Amiga virou cacoete de linguagem no falar brasileiro (A influência da televisão na língua e no comportamento – II)

Há alguns anos, algumas novelas brasileiras começaram a usar a expressão amiga nos diálogos entre mulheres, como substituto do nome.

— Ei, amiga! Você viu como a Fulana tá mal vestida hoje?

— Amiga, tu tá um tesão com essa saia vermelha, bah! (esta poderia ser extraída de alguma telenovela gaúcha, se houvesse alguma).

Será que vai pegar?”, pensei, quando a onda começou.

Não chegaria ao exagero de dizer que esteja largamente difundida, mas realmente pegou, pois tem uso frequente nas conversas populares.

Mas sempre me soa teatral, artificial, talvez porque eu a associe sempre à influência televisiva.
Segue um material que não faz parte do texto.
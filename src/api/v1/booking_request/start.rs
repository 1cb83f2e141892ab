use crate::{POOL, helper_model, methods, model};
use chrono::Utc;
use diesel::prelude::*;
use serde_derive::{Deserialize, Serialize};
use tokio::task::spawn_blocking;
use warp::Filter;
use warp::http::StatusCode;

#[derive(Debug, Clone, PartialEq, Eq, Deserialize, Serialize)]
struct StartRequestBodyData {
    booking_request_id: i32,
    admin_notes: Option<String>,
}

pub fn main() -> impl Filter<Extract = (impl warp::Reply,), Error = warp::Rejection> + Clone {
    warp::path("start")
        .and(warp::path::end())
        .and(warp::post())
        .and(warp::body::json())
        .and(warp::header::<String>("auth"))
        .and(warp::header::<String>("user-agent"))
        .and_then(async move |body: StartRequestBodyData, auth: String, user_agent: String| {
            let (caller, token_data) = match methods::tokens::authenticate(&auth, &user_agent).await
            {
                Err(helper_model::ApiError::TokenFormatError) => {
                    return methods::tokens::token_not_hex_warp_return();
                }
                Err(_) => return methods::tokens::token_invalid_wrapped_return(),
                Ok(pair) => pair,
            };
            if !methods::user::user_is_admin(&caller) {
                return methods::user::user_not_admin_wrapped_return(token_data);
            }

            let request_id_clone = body.booking_request_id;
            let mut pool = POOL.get().unwrap();
            let request_result = spawn_blocking(move || {
                use crate::schema::booking_requests::dsl::*;
                booking_requests
                    .filter(id.eq(&request_id_clone))
                    .get_result::<model::BookingRequest>(&mut pool)
                    .optional()
            })
            .await
            .unwrap();
            let request = match request_result {
                Err(e) => {
                    return methods::standard_replies::wrapped_internal_error(
                        token_data,
                        format!("booking-request/start: lookup failed: {:?}", e),
                    );
                }
                Ok(None) => {
                    return methods::standard_replies::wrapped_not_found(token_data, "Booking");
                }
                Ok(Some(request)) => request,
            };

            let new_notes = body.admin_notes.clone().or(request.admin_notes.clone());
            let mut pool = POOL.get().unwrap();
            let update_result = spawn_blocking(move || {
                use crate::schema::booking_requests::dsl::*;
                diesel::update(
                    booking_requests
                        .filter(id.eq(&request_id_clone))
                        .filter(booking_status.eq(model::RequestStatus::Approved)),
                )
                .set((
                    booking_status.eq(model::RequestStatus::Ongoing),
                    started_at.eq(Some(Utc::now())),
                    updated_at.eq(Utc::now()),
                    admin_notes.eq(new_notes),
                ))
                .get_result::<model::BookingRequest>(&mut pool)
                .optional()
            })
            .await
            .unwrap();
            match update_result {
                Err(e) => methods::standard_replies::wrapped_internal_error(
                    token_data,
                    format!("booking-request/start: update failed: {:?}", e),
                ),
                Ok(None) => methods::standard_replies::wrapped_conflict(
                    token_data,
                    &methods::booking::guard_message(
                        "started",
                        request.booking_status.as_str(),
                        model::RequestStatus::Approved.as_str(),
                    ),
                ),
                Ok(Some(updated)) => {
                    notify_owner(&updated).await;
                    let msg = serde_json::json!({"booking_request": &updated});
                    methods::standard_replies::wrapped_response_with_obj(
                        token_data,
                        msg,
                        StatusCode::OK,
                    )
                }
            }
        })
}

async fn notify_owner(request: &model::BookingRequest) {
    let owner = match methods::user::get_user_by_id(&request.user_id).await {
        Err(e) => {
            eprintln!(
                "booking-request/start: owner {} not found for notification: {:?}",
                request.user_id, e
            );
            return;
        }
        Ok(owner) => owner,
    };
    let vehicle_title = super::vehicle_title(request.vehicle_id).await;
    methods::notifications::dispatch(
        owner,
        String::from("trip_started"),
        String::from("Trip Started"),
        format!("Your trip for {} has started. Have a safe ride!", vehicle_title),
        Some(request.id),
    );
}
use a2::{
    Client, DefaultNotificationBuilder, Endpoint, NotificationBuilder, NotificationOptions,
    client::ClientConfig,
};
use std::fs::File;

pub async fn send_notification(
    sandbox: bool,
    device_token: String,
    title: String,
    message: String,
) -> Result<(), Box<dyn std::error::Error + Send + Sync>> {
    let key_file: String;
    let team_id = String::from("Q7R2M8WHEE");
    let key_id: String;
    if sandbox {
        key_file = String::from("/app/cert/apple/Sandbox_84KQW2PLZN.p8");
        key_id = String::from("84KQW2PLZN");
    } else {
        key_file = String::from("/app/cert/apple/Production_6TXB4RMJCD.p8");
        key_id = String::from("6TXB4RMJCD");
    }
    let topic: Option<String> = String::from("app.wheelio.wheelio-rider-swift").into();

    // Read the private key from the disk
    let private_key = File::open(key_file)?;

    let endpoint = if sandbox {
        Endpoint::Sandbox
    } else {
        Endpoint::Production
    };

    let client_config = ClientConfig::new(endpoint);
    let client = Client::token(private_key, key_id, team_id, client_config)?;

    let options = NotificationOptions {
        apns_topic: topic.as_deref(),
        ..Default::default()
    };

    let builder = DefaultNotificationBuilder::new()
        .set_title(title.as_ref())
        .set_body(message.as_ref())
        .set_sound("default");

    let payload = builder.build(device_token.as_ref(), options);
    let response = client.send(payload).await?;

    println!("Sent: {:?}", response);

    Ok(())
}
Os meios de comunicação de massa alteram costumes e aproximam povos; e a televisão é o veículo campeão pois, ao agregar a imagem, cria a sensação de proximidade que nenhuma literatura substitui, por mais criativo que seja o escritor.

Como todo fenômeno linguístico, em algum dia do futuro o uso de amiga como substituto do nome vai mudar: ou desaparece, provando que não passava de modismo, ou é incorporado e o que desaparece é esta sensação de artificialismo, de teatralismo.